Generation of Redox Imbalance Mediates the Cytotoxic Effect of Malabaricone-A in a Multidrug Resistant Cell Line

Multidrug resistance (MDR) refers to cross-resistance to a range of structurally and functionally unrelated compounds, and is accompanied by an elevated expression of ATP driven cell-membrane transporters. The cytotoxicity of Malabaricone-A (MAL-A), a diarylnonanoid derived from Myristica malabarica was demonstrated in leukemic cell lines, but its effectiveness in drug-resistant cancer cell lines has not been evaluated. Accordingly, this study tested its cytotoxic potential in a T-lymphoblastic leukemic cell line, CCRF CEM and its MDR counterpart, CEM/ADR5000. The effectiveness of MAL-A was 1.8 fold higher in CEM/ADR5000 than CCRF CEM cell line, the IC50 being value 5.40 ± 1.41 vs. 9.72 ± 1.08 µg/ml, respectively, suggesting that MAL-A demonstrated 'collateral sensitivity'. This cytotoxicity of MAL-A was attributed to an enhanced generation of oxidative stress, as the IC50 value increased following the addition of an anti-oxidant, N-acetyl cysteine (NAC).

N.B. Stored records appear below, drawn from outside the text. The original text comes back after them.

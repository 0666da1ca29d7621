// Author: kelexine (https://github.com/kelexine)
// language.rs — Language variants, extension mapping and content sniffing

use once_cell::sync::Lazy;
use regex::Regex;
use std::collections::HashMap;
use std::fmt;
use std::path::Path;

/// Languages the engine has a dedicated analyzer for, plus the generic fallback.
#[derive(Debug, Clone, Copy, PartialEq, Eq, Hash)]
pub enum Language {
    Python,
    JavaScript,
    TypeScript,
    Go,
    Rust,
    Generic,
}

impl Language {
    /// Canonical name used in reports. `Generic` has no name of its own; the
    /// caller reports whatever string it resolved from.
    pub fn name(self) -> &'static str {
        match self {
            Language::Python => "python",
            Language::JavaScript => "javascript",
            Language::TypeScript => "typescript",
            Language::Go => "go",
            Language::Rust => "rust",
            Language::Generic => "unknown",
        }
    }

    /// `//` line comments, `/* */` block comments, brace-delimited bodies.
    #[inline]
    pub fn is_c_family(self) -> bool {
        matches!(
            self,
            Language::JavaScript | Language::TypeScript | Language::Go | Language::Rust
        )
    }

    /// Look up a canonical name or alias (case-insensitive).
    pub fn from_name(name: &str) -> Option<Self> {
        let lower = name.trim().to_lowercase();
        let canonical = ALIASES.get(lower.as_str()).copied().unwrap_or(lower.as_str());
        match canonical {
            "python" => Some(Language::Python),
            "javascript" => Some(Language::JavaScript),
            "typescript" => Some(Language::TypeScript),
            "go" => Some(Language::Go),
            "rust" => Some(Language::Rust),
            _ => None,
        }
    }
}

impl fmt::Display for Language {
    fn fmt(&self, f: &mut fmt::Formatter<'_>) -> fmt::Result {
        f.write_str(self.name())
    }
}

/// Static map from file extension (with leading dot) → language.
pub static EXTENSION_MAP: Lazy<HashMap<&'static str, Language>> = Lazy::new(|| {
    let mut m = HashMap::new();
    m.insert(".py",  Language::Python);
    m.insert(".js",  Language::JavaScript);
    m.insert(".jsx", Language::JavaScript);
    m.insert(".mjs", Language::JavaScript);
    m.insert(".cjs", Language::JavaScript);
    m.insert(".ts",  Language::TypeScript);
    m.insert(".tsx", Language::TypeScript);
    m.insert(".go",  Language::Go);
    m.insert(".rs",  Language::Rust);
    m
});

/// Aliases: short names → canonical language names.
static ALIASES: Lazy<HashMap<&'static str, &'static str>> = Lazy::new(|| {
    let mut m = HashMap::new();
    m.insert("py",     "python");
    m.insert("js",     "javascript");
    m.insert("jsx",    "javascript");
    m.insert("ts",     "typescript");
    m.insert("tsx",    "typescript");
    m.insert("rs",     "rust");
    m.insert("golang", "go");
    m
});

/// Content sniffing table, tried in order. First hit wins.
static SNIFFERS: Lazy<Vec<(Regex, Language)>> = Lazy::new(|| {
    vec![
        (Regex::new(r"\bdef\s+\w+\s*\(").unwrap(), Language::Python),
        (Regex::new(r"\bfunction\s+\w+\s*\(|=>").unwrap(), Language::JavaScript),
        (Regex::new(r"\bfunc\s+\w+\s*\(").unwrap(), Language::Go),
        (Regex::new(r"\bfn\s+\w+\s*\(").unwrap(), Language::Rust),
    ]
});

/// The outcome of language resolution: the analyzer to run and the name to
/// report. They differ only for pass-through overrides.
#[derive(Debug, Clone, PartialEq, Eq)]
pub struct ResolvedLanguage {
    pub language: Language,
    pub name: String,
}

impl ResolvedLanguage {
    fn known(language: Language) -> Self {
        Self {
            language,
            name: language.name().to_string(),
        }
    }
}

/// Map a filename's extension to a language, if it has a dedicated analyzer.
pub fn language_from_extension(filename: &str) -> Option<Language> {
    let ext = Path::new(filename)
        .extension()
        .and_then(|e| e.to_str())
        .map(|e| format!(".{}", e.to_lowercase()))?;
    EXTENSION_MAP.get(ext.as_str()).copied()
}

/// Guess the language from the source text alone.
pub fn detect_language(code: &str) -> Language {
    SNIFFERS
        .iter()
        .find(|(re, _)| re.is_match(code))
        .map(|(_, lang)| *lang)
        .unwrap_or(Language::Generic)
}

/// Resolve in order: explicit override → extension → content sniffing.
///
/// An override naming no known language is passed through verbatim and
/// analyzed with the generic analyzer.
pub fn resolve(filename: &str, code: &str, override_name: Option<&str>) -> ResolvedLanguage {
    if let Some(raw) = override_name.filter(|s| !s.trim().is_empty()) {
        return match Language::from_name(raw) {
            Some(lang) => ResolvedLanguage::known(lang),
            None => ResolvedLanguage {
                language: Language::Generic,
                name: raw.to_string(),
            },
        };
    }
    let language = language_from_extension(filename).unwrap_or_else(|| detect_language(code));
    ResolvedLanguage::known(language)
}

/// Whether a file extension is one the collector should pick up.
pub fn is_supported_extension(path: &Path) -> bool {
    path.extension()
        .and_then(|e| e.to_str())
        .map(|e| EXTENSION_MAP.contains_key(format!(".{}", e.to_lowercase()).as_str()))
        .unwrap_or(false)
}

/// All supported extensions, sorted (for help and error text).
pub fn supported_extensions() -> Vec<&'static str> {
    let mut exts: Vec<_> = EXTENSION_MAP.keys().copied().collect();
    exts.sort_unstable();
    exts
}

Furthermore, MAL-A depleted glutathione and inhibited glutathione peroxidase activity, which too contributed towards generation of a redox imbalance. This culminated in an apoptosis mediated cell death as evident by mitochondrial membrane depolarization, enhanced caspase-3 activity, increased externalization of phosphatidylserine and an increase in the sub G0/G1 population. Collectively, compounds with pro-oxidant activity have promising therapeutic potential in drug resistant phenotypes, worthy of future pharmacological consideration.